Melissa Kite Melissa Kite

The lunacy of customer service in the time of Covid

It is about as bad as Soviet Russia

The farm shop Covid enforcer was ready to do what he had to stop a global pandemic impacting of the sale of Surrey parsnips. Credit: encrier 
issue 10 October 2020

‘Please be aware there is now a Covid surcharge,’ I told the builder boyfriend one morning, as we discussed the bills. ‘I have carried out a risk assessment in accordance with government guidelines and I’m afraid I need to pass on the cost of the personal protection equipment I now need. Please also be aware that, as of this month, you will be required to register to be with me by downloading the app.’

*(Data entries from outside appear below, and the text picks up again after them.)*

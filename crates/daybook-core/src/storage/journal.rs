//! The encrypted, date-ordered journal store.
//!
//! A [`Journal`] is bound to one file and one password for its whole life.
//! Entries live in memory as encrypted blobs keyed by date; plaintext only
//! exists transiently inside [`Journal::get_entry`]. Nothing reaches the disk
//! until [`Journal::save`].

use std::collections::BTreeMap;
use std::fs::{self, OpenOptions};
use std::ops::Bound::{Excluded, Unbounded};
use std::path::{Path, PathBuf};

use chrono::NaiveDate;
use secrecy::{ExposeSecret, SecretString};

use crate::crypto::{decrypt, encrypt, EncodedBlob};
use crate::error::{DaybookError, Result};
use crate::storage::date_key::{ensure_key_range, format_date_key, parse_date_key};
use crate::storage::format::{EntryFormat, PropertiesFormat};

/// An open journal: file path, session password and encrypted entries.
pub struct Journal {
    path: PathBuf,
    password: SecretString,
    entries: BTreeMap<NaiveDate, EncodedBlob>,
    format: Box<dyn EntryFormat>,
}

impl Journal {
    /// Create a new, empty journal at `path`.
    ///
    /// An existing file at `path` is replaced; the caller is expected to have
    /// confirmed that already.
    ///
    /// # Errors
    ///
    /// - `DaybookError::ReadOnly` if a read-only file already exists at `path`
    /// - `DaybookError::Io` if the file cannot be removed or created
    pub fn create(path: &Path, password: &str) -> Result<Self> {
        Self::create_with_format(path, password, Box::new(PropertiesFormat::new()))
    }

    /// Like [`Journal::create`], with a custom file format.
    pub fn create_with_format(
        path: &Path,
        password: &str,
        format: Box<dyn EntryFormat>,
    ) -> Result<Self> {
        if path.exists() {
            if fs::metadata(path)?.permissions().readonly() {
                return Err(DaybookError::ReadOnly(path.to_path_buf()));
            }
            fs::remove_file(path)?;
        }
        OpenOptions::new().write(true).create_new(true).open(path)?;

        Ok(Self {
            path: path.to_path_buf(),
            password: SecretString::from(password.to_string()),
            entries: BTreeMap::new(),
            format,
        })
    }

    /// Open an existing journal at `path`.
    ///
    /// Every record must have a canonical date key and a Base64 value. The
    /// password is not checked here; call [`Journal::test_password`] next.
    ///
    /// # Errors
    ///
    /// - `DaybookError::JournalNotFound` if `path` does not exist
    /// - `DaybookError::ReadOnly` if the file cannot be written back
    /// - `DaybookError::Io` if the file cannot be read
    /// - `DaybookError::Load` if any record is malformed
    pub fn open(path: &Path, password: &str) -> Result<Self> {
        Self::open_with_format(path, password, Box::new(PropertiesFormat::new()))
    }

    /// Like [`Journal::open`], with a custom file format.
    pub fn open_with_format(
        path: &Path,
        password: &str,
        format: Box<dyn EntryFormat>,
    ) -> Result<Self> {
        if !path.exists() {
            return Err(DaybookError::JournalNotFound(path.to_path_buf()));
        }
        if fs::metadata(path)?.permissions().readonly() {
            return Err(DaybookError::ReadOnly(path.to_path_buf()));
        }

        let bytes = fs::read(path)?;
        let mut entries = BTreeMap::new();
        for (key, value) in format.load(&bytes)? {
            let date = parse_date_key(&key)
                .map_err(|_| DaybookError::Load(format!("invalid date key '{}'", key)))?;
            let blob = EncodedBlob::from_base64(value)
                .map_err(|e| DaybookError::Load(format!("entry {}: {}", key, e)))?;
            entries.insert(date, blob);
        }

        Ok(Self {
            path: path.to_path_buf(),
            password: SecretString::from(password.to_string()),
            entries,
            format,
        })
    }

    /// Path of the backing file.
    pub fn path(&self) -> &Path {
        &self.path
    }

    /// Number of entries.
    pub fn len(&self) -> usize {
        self.entries.len()
    }

    pub fn is_empty(&self) -> bool {
        self.entries.is_empty()
    }

    /// Check the session password against the earliest entry.
    ///
    /// An empty journal accepts any password.
    pub fn test_password(&self) -> bool {
        match self.entries.values().next() {
            Some(blob) => decrypt(blob, self.password.expose_secret()).is_ok(),
            None => true,
        }
    }

    /// Set the text for `date`.
    ///
    /// Blank or whitespace-only text removes the entry instead of storing an
    /// empty one. Only the in-memory map changes; call [`Journal::save`] to
    /// persist.
    ///
    /// # Errors
    ///
    /// - `DaybookError::InvalidArgument` if the year is outside 0..=9999
    /// - `DaybookError::Crypto` if encryption fails
    pub fn add_entry(&mut self, date: NaiveDate, text: &str) -> Result<()> {
        ensure_key_range(date)?;
        if text.trim().is_empty() {
            self.entries.remove(&date);
            return Ok(());
        }
        let blob = encrypt(text, self.password.expose_secret())?;
        self.entries.insert(date, blob);
        Ok(())
    }

    /// Remove the entry for `date`, returning whether there was one.
    pub fn remove_entry(&mut self, date: NaiveDate) -> bool {
        self.entries.remove(&date).is_some()
    }

    /// Decrypt the entry for `date`.
    ///
    /// Returns `Ok(None)` if there is no entry for that date.
    ///
    /// # Errors
    ///
    /// - `DaybookError::DecryptionFailed` if the entry does not authenticate
    ///   under the session password
    /// - `DaybookError::MalformedBlob` if the stored value is too short
    pub fn get_entry(&self, date: NaiveDate) -> Result<Option<String>> {
        self.entries
            .get(&date)
            .map(|blob| decrypt(blob, self.password.expose_secret()))
            .transpose()
    }

    /// All entry dates, ascending.
    pub fn entry_dates(&self) -> impl DoubleEndedIterator<Item = NaiveDate> + ExactSizeIterator + '_ {
        self.entries.keys().copied()
    }

    /// Entry dates within `start..=end`, ascending.
    ///
    /// # Errors
    ///
    /// Returns `DaybookError::InvalidArgument` if `start` is after `end`.
    pub fn entries_between(&self, start: NaiveDate, end: NaiveDate) -> Result<Vec<NaiveDate>> {
        if start > end {
            return Err(DaybookError::InvalidArgument(format!(
                "Range start {} is after end {}",
                start, end
            )));
        }
        Ok(self.entries.range(start..=end).map(|(date, _)| *date).collect())
    }

    pub fn first_entry_date(&self) -> Option<NaiveDate> {
        self.entries.keys().next().copied()
    }

    pub fn last_entry_date(&self) -> Option<NaiveDate> {
        self.entries.keys().next_back().copied()
    }

    /// The earliest entry date strictly after `from`, or `from` itself if
    /// there is none.
    pub fn next_entry_date(&self, from: NaiveDate) -> NaiveDate {
        self.entries
            .range((Excluded(from), Unbounded))
            .next()
            .map(|(date, _)| *date)
            .unwrap_or(from)
    }

    /// The latest entry date strictly before `from`, or `from` itself if
    /// there is none.
    pub fn previous_entry_date(&self, from: NaiveDate) -> NaiveDate {
        self.entries
            .range(..from)
            .next_back()
            .map(|(date, _)| *date)
            .unwrap_or(from)
    }

    pub fn has_date(&self, date: NaiveDate) -> bool {
        self.entries.contains_key(&date)
    }

    /// Write every entry to the backing file, replacing its content.
    ///
    /// The file is written to a temp sibling and renamed into place, so a
    /// failed save leaves the previous content intact.
    ///
    /// # Errors
    ///
    /// Returns `DaybookError::Io` on any write failure.
    pub fn save(&self) -> Result<()> {
        let raw: BTreeMap<String, String> = self
            .entries
            .iter()
            .map(|(date, blob)| (format_date_key(*date), blob.as_str().to_string()))
            .collect();
        let bytes = self.format.dump(&raw)?;
        crate::fs::write_atomic(&self.path, &bytes)?;
        Ok(())
    }
}

impl std::fmt::Debug for Journal {
    fn fmt(&self, f: &mut std::fmt::Formatter<'_>) -> std::fmt::Result {
        f.debug_struct("Journal")
            .field("path", &self.path)
            .field("entries", &self.entries.len())
            .field("password", &"[REDACTED]")
            .finish()
    }
}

He ignored me, of course. There is no one to whom I can pass on the cost of everyone else passing on the cost of Covid to me.

It started with the dentist. I rang up after getting a reminder that my check-up was due and the receptionist said: ‘Please be aware there is now a £20 Covid surcharge.’

I expressed flabbergastation. ‘It’s nothing to do with us,’ she said, brazen as you like. ‘It’s the law. We have to charge you for the PPE we need.’

‘Hang on a minute,’ I said. ‘You’re saying there is legislation requiring dental practices to impose a £20 charge on patients for the mask the dentist needs to wear, which, let’s face it, she wears anyway?’

‘Lockdown hasn’t been all bad — it’s made me focus on what I really want out of life.’

‘Well no…’ she said. ‘No,’ I said. ‘You’re using Covid as an excuse for money-making.’ And I told her I would find a dental practice that bought its own face masks.

A few days after that, I realised that the opticians had sent me a three-month supply of the wrong contact lenses — again.

They keep doing this, but the least I can say for them is that each time they mess my prescription up they are quite apologetic and send me the right ones promptly, which is what passes for a fantastic attitude in Britain these days.

This time, I dialled the number of the store in Guildford and it rang for so long it rang out. I rang again a few minutes later, and an hour later, and a day later and it was the same. Not even an answerphone message. After days of ringing to no avail, I realised that they had simply stopped manning the phone.

This is customer service in the time of Covid. It’s just about as bad as Soviet Russia. Never mind the queues, we all know there is nothing that can be done about that and we mustn’t complain. But there is surely no excuse for not bothering to answer the phone.

Actually, I am going to complain about the queues, because it’s not just the fact of queueing, it’s the way they make you queue — the random, nonsensical queueing rules. I get the feeling they are making it up as they go along.

At the farm shop, there is a hand sanitiser table by the entrance, only slightly smaller than Checkpoint Charlie, next to the buckets of tulips and stacks of coal and wood. Villagers stand in a socially distanced line leading up to this table, shivering in the rain, and when we reach the front, once we have scoured our hands with pump-action disinfectant, we must wait to be barked at by a stout little angry man who can only be described as the farm shop Covid enforcer.

Although a notice on the sanitiser table tells you that it is ‘one out one in’, if you dare to enter the shop unilaterally after a customer has left, the farm shop Covid enforcer runs out the door at you, screaming at you to stay back.

‘But I thought it was one out one in?’ you stammer. ‘A lady just left…’

But he is staring at you with eyes that make clear he is ready to do whatever it takes to stop a global pandemic impacting on the sale of Surrey parsnips.

‘NO!’ he shouts. ‘We’re not ready for you yet!’

I was huddled by the sanitiser table next to the buckets of tulips the other day, and had just been barked at by the Covid enforcer for daring to take a step nearer after a customer departed, when a woman joined the queue behind me. As an elderly man left, vegetable box clutched to his chest, the woman looked at me impatiently and said: ‘Aren’t you going to go in?’

‘In there?’ I said, shaking my head in disbelief. ‘Are you kidding?’ The woman smiled smugly: ‘It’s one out one in. Someone’s just left?’

It felt like the last straw. ‘Now look here,’ I drew myself up, ‘it’s not just a simple matter of…’

And at that very moment, the farm shop Covid enforcer stomped out of the shop and barked: ‘Come on then!’

For a split second I saw myself on the news, in CCTV footage replayed of a woman running screaming through a farm shop sweeping her arms across shelves, smashing jars of jam.